Alexandru Ștefănescu, a model of Christian virtue
Alexandru Ștefănescu, nephew Sandu – for the younger ones – or monk Atanasie, in the last years of his life, was a model of faith, behaviour, uprightness and constant devotion. An Oltean from the Corabiei region, he had been a member of the Brotherhood of the Cross since his youth, following with the impetus of youth the principles of moral and Christian education of the Legionary school of unceasing sacrifice for the spiritual progress of the Romanian nation.
A turbulent life of arrests, dungeons and camps followed. When you have given all the energy of your life, all the strength of your work and sacrifice for the ideal you have chosen, nothing seems difficult to achieve. With great activity, modesty and enthusiasm, he tried to make himself useful in all the circumstances that life offered him. He spared no effort when he could do good.
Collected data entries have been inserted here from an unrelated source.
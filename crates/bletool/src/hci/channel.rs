//! Command/event exchange over an HCI control channel
//!
//! [`HciChannel`] is the seam between the sequencers and the radio: the real
//! implementation is [`HciSocket`](crate::hci::HciSocket). [`Controller`]
//! sends commands over a channel and waits for the controller to answer them.

use crate::error::HciError;
use crate::hci::constants::*;
use crate::hci::filter::HciFilter;
use crate::hci::packet::{HciCommand, HciEvent};
use std::io;
use std::time::{Duration, Instant};
use tracing::{debug, trace};

/// Raw frame I/O and filter control on one open channel
pub trait HciChannel {
    /// Write one complete packet
    fn send_packet(&mut self, packet: &[u8]) -> io::Result<()>;

    /// Block until one frame arrives; signals surface as `ErrorKind::Interrupted`
    fn read_frame(&mut self, buf: &mut [u8]) -> io::Result<usize>;

    /// Like `read_frame`, returning `None` once `timeout` elapses
    fn read_frame_timeout(&mut self, buf: &mut [u8], timeout: Duration) -> io::Result<Option<usize>>;

    /// The filter currently installed
    fn filter(&self) -> io::Result<HciFilter>;

    /// Replace the installed filter
    fn set_filter(&mut self, filter: &HciFilter) -> io::Result<()>;
}

/// When the broad "all events" filter is installed for command sends
#[derive(Debug, Clone, Copy, PartialEq, Eq, Default)]
pub enum FilterPolicy {
    /// Install it before every command and put the previous filter back once
    /// the command has completed
    #[default]
    PerCommand,
    /// Install it once, before the first command, and leave it in place
    PerSession,
}

/// Sends commands over a channel and waits for their completion events
#[derive(Debug)]
pub struct Controller<C: HciChannel> {
    channel: C,
    policy: FilterPolicy,
    timeout: Duration,
    broad_filter_installed: bool,
}

impl<C: HciChannel> Controller<C> {
    pub fn new(channel: C, policy: FilterPolicy) -> Self {
        Self {
            channel,
            policy,
            timeout: HCI_COMMAND_TIMEOUT,
            broad_filter_installed: false,
        }
    }

    /// Override the completion timeout
    pub fn with_timeout(mut self, timeout: Duration) -> Self {
        self.timeout = timeout;
        self
    }

    pub fn channel(&self) -> &C {
        &self.channel
    }

    pub fn channel_mut(&mut self) -> &mut C {
        &mut self.channel
    }

    /// Send `command` and wait for its Command Complete or Command Status
    ///
    /// Fails with `CommandTimeout` if nothing answers within the timeout and
    /// with `CommandRejected` if the controller reports a non-zero status.
    pub fn send_command(&mut self, command: &HciCommand) -> Result<(), HciError> {
        let packet = command.encode()?;

        match self.policy {
            FilterPolicy::PerCommand => {
                let previous = self.channel.filter().map_err(HciError::FilterQueryFailed)?;
                self.install_filter(&HciFilter::all_events())?;
                let result = self.transmit(command.opcode(), &packet);
                // A failed restore is reported only if the command itself succeeded
                let restored = self.install_filter(&previous);
                result.and(restored)
            }
            FilterPolicy::PerSession => {
                if !self.broad_filter_installed {
                    self.install_filter(&HciFilter::all_events())?;
                    self.broad_filter_installed = true;
                }
                self.transmit(command.opcode(), &packet)
            }
        }
    }

    /// Replace the channel's filter
    pub fn install_filter(&mut self, filter: &HciFilter) -> Result<(), HciError> {
        trace!(?filter, "installing HCI filter");
        self.channel.set_filter(filter).map_err(HciError::FilterInstallFailed)
    }

    /// Read back the channel's current filter
    pub fn current_filter(&self) -> Result<HciFilter, HciError> {
        self.channel.filter().map_err(HciError::FilterQueryFailed)
    }

    fn transmit(&mut self, opcode: u16, packet: &[u8]) -> Result<(), HciError> {
        debug!(opcode = %format!("0x{:04X}", opcode), len = packet.len() - 4, "sending HCI command");
        self.channel.send_packet(packet).map_err(HciError::TransmitFailed)?;

        self.await_completion(opcode)
    }

    fn await_completion(&mut self, opcode: u16) -> Result<(), HciError> {
        let deadline = Instant::now() + self.timeout;
        let mut buf = [0u8; HCI_MAX_EVENT_SIZE];

        loop {
            let remaining = deadline.saturating_duration_since(Instant::now());
            if remaining.is_zero() {
                return Err(HciError::CommandTimeout { opcode });
            }

            let len = match self.channel.read_frame_timeout(&mut buf, remaining) {
                Ok(Some(len)) => len,
                Ok(None) => return Err(HciError::CommandTimeout { opcode }),
                Err(e) if matches!(e.kind(), io::ErrorKind::Interrupted | io::ErrorKind::WouldBlock) => {
                    continue
                }
                Err(e) => return Err(HciError::ReceiveFailed(e)),
            };

            let Some(event) = HciEvent::from_frame(&buf[..len]) else {
                trace!(len, "ignoring non-event frame while awaiting completion");
                continue;
            };

            match event.completion_status(opcode) {
                Some(0) => return Ok(()),
                Some(status) => return Err(HciError::CommandRejected { opcode, status }),
                None => trace!(event_code = event.event_code, "ignoring unrelated event"),
            }
        }
    }
}
//! HCI packet structures and parsing
//!
//! This module contains structures and methods for handling HCI packets.

use crate::error::HciError;
use crate::hci::constants::*;
use byteorder::{LittleEndian, WriteBytesExt};

/// Commands this tool sends to the controller
#[derive(Debug, Clone, PartialEq, Eq)]
#[non_exhaustive]
pub enum HciCommand {
    // LE Commands (OGF: 0x08)
    LeSetScanParameters {
        scan_type: u8,
        scan_interval: u16,
        scan_window: u16,
        own_address_type: u8,
        filter_policy: u8,
    },
    LeSetScanEnable { enable: bool, filter_duplicates: bool },
    LeSetAdvertisingParameters {
        min_interval: u16,
        max_interval: u16,
        advertising_type: u8,
        own_address_type: u8,
        peer_address_type: u8,
        peer_address: [u8; 6],
        channel_map: u8,
        filter_policy: u8,
    },
    /// Advertising data block including its leading length byte
    LeSetAdvertisingData { data: Vec<u8> },
    LeSetAdvertisingEnable { enable: bool },

    /// Arbitrary command with caller-supplied parameters
    Raw { ogf: u8, ocf: u16, params: Vec<u8> },
}

impl HciCommand {
    /// Builds a raw command, checking the opcode field widths and parameter length
    pub fn new(ogf: u8, ocf: u16, params: Vec<u8>) -> Result<Self, HciError> {
        let command = Self::Raw { ogf, ocf, params };
        command.validate()?;
        Ok(command)
    }

    /// Checks that the opcode fields fit 6 and 10 bits and that the
    /// parameters fit the one-byte length field
    pub fn validate(&self) -> Result<(), HciError> {
        let (ogf, ocf) = self.opcode_parts();
        if ogf > OGF_MAX || ocf > OCF_MAX {
            return Err(HciError::InvalidOpcode { ogf, ocf });
        }

        let len = match self {
            Self::LeSetAdvertisingData { data } => data.len(),
            Self::Raw { params, .. } => params.len(),
            _ => return Ok(()),
        };
        if len > HCI_MAX_PARAM_LEN {
            return Err(HciError::InvalidParamLength(len));
        }
        Ok(())
    }

    /// Get the OGF and OCF for this command
    pub fn opcode_parts(&self) -> (u8, u16) {
        match self {
            Self::LeSetScanParameters { .. } => (OGF_LE, OCF_LE_SET_SCAN_PARAMETERS),
            Self::LeSetScanEnable { .. } => (OGF_LE, OCF_LE_SET_SCAN_ENABLE),
            Self::LeSetAdvertisingParameters { .. } => (OGF_LE, OCF_LE_SET_ADVERTISING_PARAMETERS),
            Self::LeSetAdvertisingData { .. } => (OGF_LE, OCF_LE_SET_ADVERTISING_DATA),
            Self::LeSetAdvertisingEnable { .. } => (OGF_LE, OCF_LE_SET_ADVERTISING_ENABLE),
            Self::Raw { ogf, ocf, .. } => (*ogf, *ocf),
        }
    }

    /// The combined 16-bit opcode
    pub fn opcode(&self) -> u16 {
        let (ogf, ocf) = self.opcode_parts();
        opcode(ogf, ocf)
    }

    /// Convert the command to its raw parameter bytes
    pub fn parameters(&self) -> Vec<u8> {
        match self {
            Self::LeSetScanParameters {
                scan_type,
                scan_interval,
                scan_window,
                own_address_type,
                filter_policy,
            } => {
                let mut params = Vec::with_capacity(7);
                params.push(*scan_type);
                // Writes into a Vec cannot fail
                let _ = params.write_u16::<LittleEndian>(*scan_interval);
                let _ = params.write_u16::<LittleEndian>(*scan_window);
                params.push(*own_address_type);
                params.push(*filter_policy);
                params
            }

            Self::LeSetScanEnable { enable, filter_duplicates } => {
                vec![*enable as u8, *filter_duplicates as u8]
            }

            Self::LeSetAdvertisingParameters {
                min_interval,
                max_interval,
                advertising_type,
                own_address_type,
                peer_address_type,
                peer_address,
                channel_map,
                filter_policy,
            } => {
                let mut params = Vec::with_capacity(15);
                let _ = params.write_u16::<LittleEndian>(*min_interval);
                let _ = params.write_u16::<LittleEndian>(*max_interval);
                params.push(*advertising_type);
                params.push(*own_address_type);
                params.push(*peer_address_type);
                params.extend_from_slice(peer_address);
                params.push(*channel_map);
                params.push(*filter_policy);
                params
            }

            Self::LeSetAdvertisingData { data } => data.clone(),

            Self::LeSetAdvertisingEnable { enable } => vec![*enable as u8],

            Self::Raw { params, .. } => params.clone(),
        }
    }

    /// Validate the command and convert it to a raw HCI packet
    pub fn encode(&self) -> Result<Vec<u8>, HciError> {
        self.validate()?;
        Ok(self.to_packet())
    }

    /// Convert the command to a raw HCI packet
    ///
    /// No limits are checked; a command built by hand with oversized fields
    /// encodes wrongly. Use [`encode`](Self::encode) before transmitting.
    pub fn to_packet(&self) -> Vec<u8> {
        let params = self.parameters();

        let mut packet = Vec::with_capacity(4 + params.len());
        packet.push(HCI_COMMAND_PKT);
        let _ = packet.write_u16::<LittleEndian>(self.opcode());
        packet.push(params.len() as u8);
        packet.extend_from_slice(&params);
        packet
    }
}

/// HCI Event packet
#[derive(Debug, Clone, PartialEq, Eq)]
pub struct HciEvent {
    pub event_code: u8,
    pub parameter_total_length: u8,
    pub parameters: Vec<u8>,
}

impl HciEvent {
    /// Parse an HCI event from raw bytes (without the packet type byte)
    pub fn parse(data: &[u8]) -> Option<Self> {
        if data.len() < HCI_EVENT_HDR_SIZE {
            return None;
        }

        let event_code = data[0];
        let parameter_total_length = data[1];
        let end = HCI_EVENT_HDR_SIZE + parameter_total_length as usize;

        let parameters = data.get(HCI_EVENT_HDR_SIZE..end)?.to_vec();

        Some(HciEvent {
            event_code,
            parameter_total_length,
            parameters,
        })
    }

    /// Parse an event from a frame as read from the socket (packet type byte first)
    pub fn from_frame(frame: &[u8]) -> Option<Self> {
        match frame.split_first() {
            Some((&HCI_EVENT_PKT, rest)) => Self::parse(rest),
            _ => None,
        }
    }

    /// Returns the status byte if this event completes the command with `opcode`
    ///
    /// Command Complete carries `num_packets, opcode, status, ..`, Command Status
    /// carries `status, num_packets, opcode`.
    pub fn completion_status(&self, opcode: u16) -> Option<u8> {
        let p = &self.parameters;
        match self.event_code {
            EVT_CMD_COMPLETE if p.len() >= 4 => {
                (u16::from_le_bytes([p[1], p[2]]) == opcode).then_some(p[3])
            }
            EVT_CMD_STATUS if p.len() >= 4 => {
                (u16::from_le_bytes([p[2], p[3]]) == opcode).then_some(p[0])
            }
            _ => None,
        }
    }
}

/// LE Advertising Report Event
#[derive(Debug, Clone, PartialEq, Eq)]
pub struct LeAdvertisingReport {
    pub event_type: u8,
    pub address_type: u8,
    pub address: [u8; 6],
    pub data_length: u8,
    pub data: Vec<u8>,
    pub rssi: i8,
}

impl LeAdvertisingReport {
    /// Parse the first LE Advertising Report from an HCI LE Meta Event
    pub fn parse_from_meta_event(event: &HciEvent) -> Option<Self> {
        if event.event_code != EVT_LE_META_EVENT || event.parameters.is_empty() {
            return None;
        }

        let subevent_code = event.parameters[0];
        if subevent_code != EVT_LE_ADVERTISING_REPORT {
            return None;
        }

        // Subevent, report count, then the first report
        if event.parameters.len() < 12 {
            return None;
        }

        let event_type = event.parameters[2];
        let address_type = event.parameters[3];

        let mut address = [0u8; 6];
        address.copy_from_slice(&event.parameters[4..10]);

        let data_length = event.parameters[10];
        let data_end = 11 + data_length as usize;
        let data = event.parameters.get(11..data_end)?.to_vec();
        let rssi = *event.parameters.get(data_end)? as i8;

        Some(LeAdvertisingReport {
            event_type,
            address_type,
            address,
            data_length,
            data,
            rssi,
        })
    }

    /// Address in the usual colon-separated, most-significant-first form
    pub fn address_string(&self) -> String {
        self.address
            .iter()
            .rev()
            .map(|b| format!("{:02X}", b))
            .collect::<Vec<_>>()
            .join(":")
    }
}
In the harsh conditions of investigation and imprisonment, he was an example of hard work, impeccable behaviour and sacrifice. He never compromised; he never abandoned the ideal of his youth, which he cherished throughout his life.
After his release from prison, he married and settled in Corabia. After 1989, when his pension was increased by the addition of compensation for the 12 years of recognised imprisonment, Alexandru Ștefănescu discreetly helped his neighbours, like many other people in need. He always had one or two students from modest families whom he supported financially – without his substantial help they would not have been able to attend university.
In Corabia he had good advice and a special remedy for various ailments, so that everyone he knew greeted him with great respect and sought his help, more like a doctor. Although he had no specialist training, in prison he had the opportunity to learn the secrets of the profession from the doctors with whom he worked, and later successfully applied simple and effective treatments to those for whom the specialists had found no cure.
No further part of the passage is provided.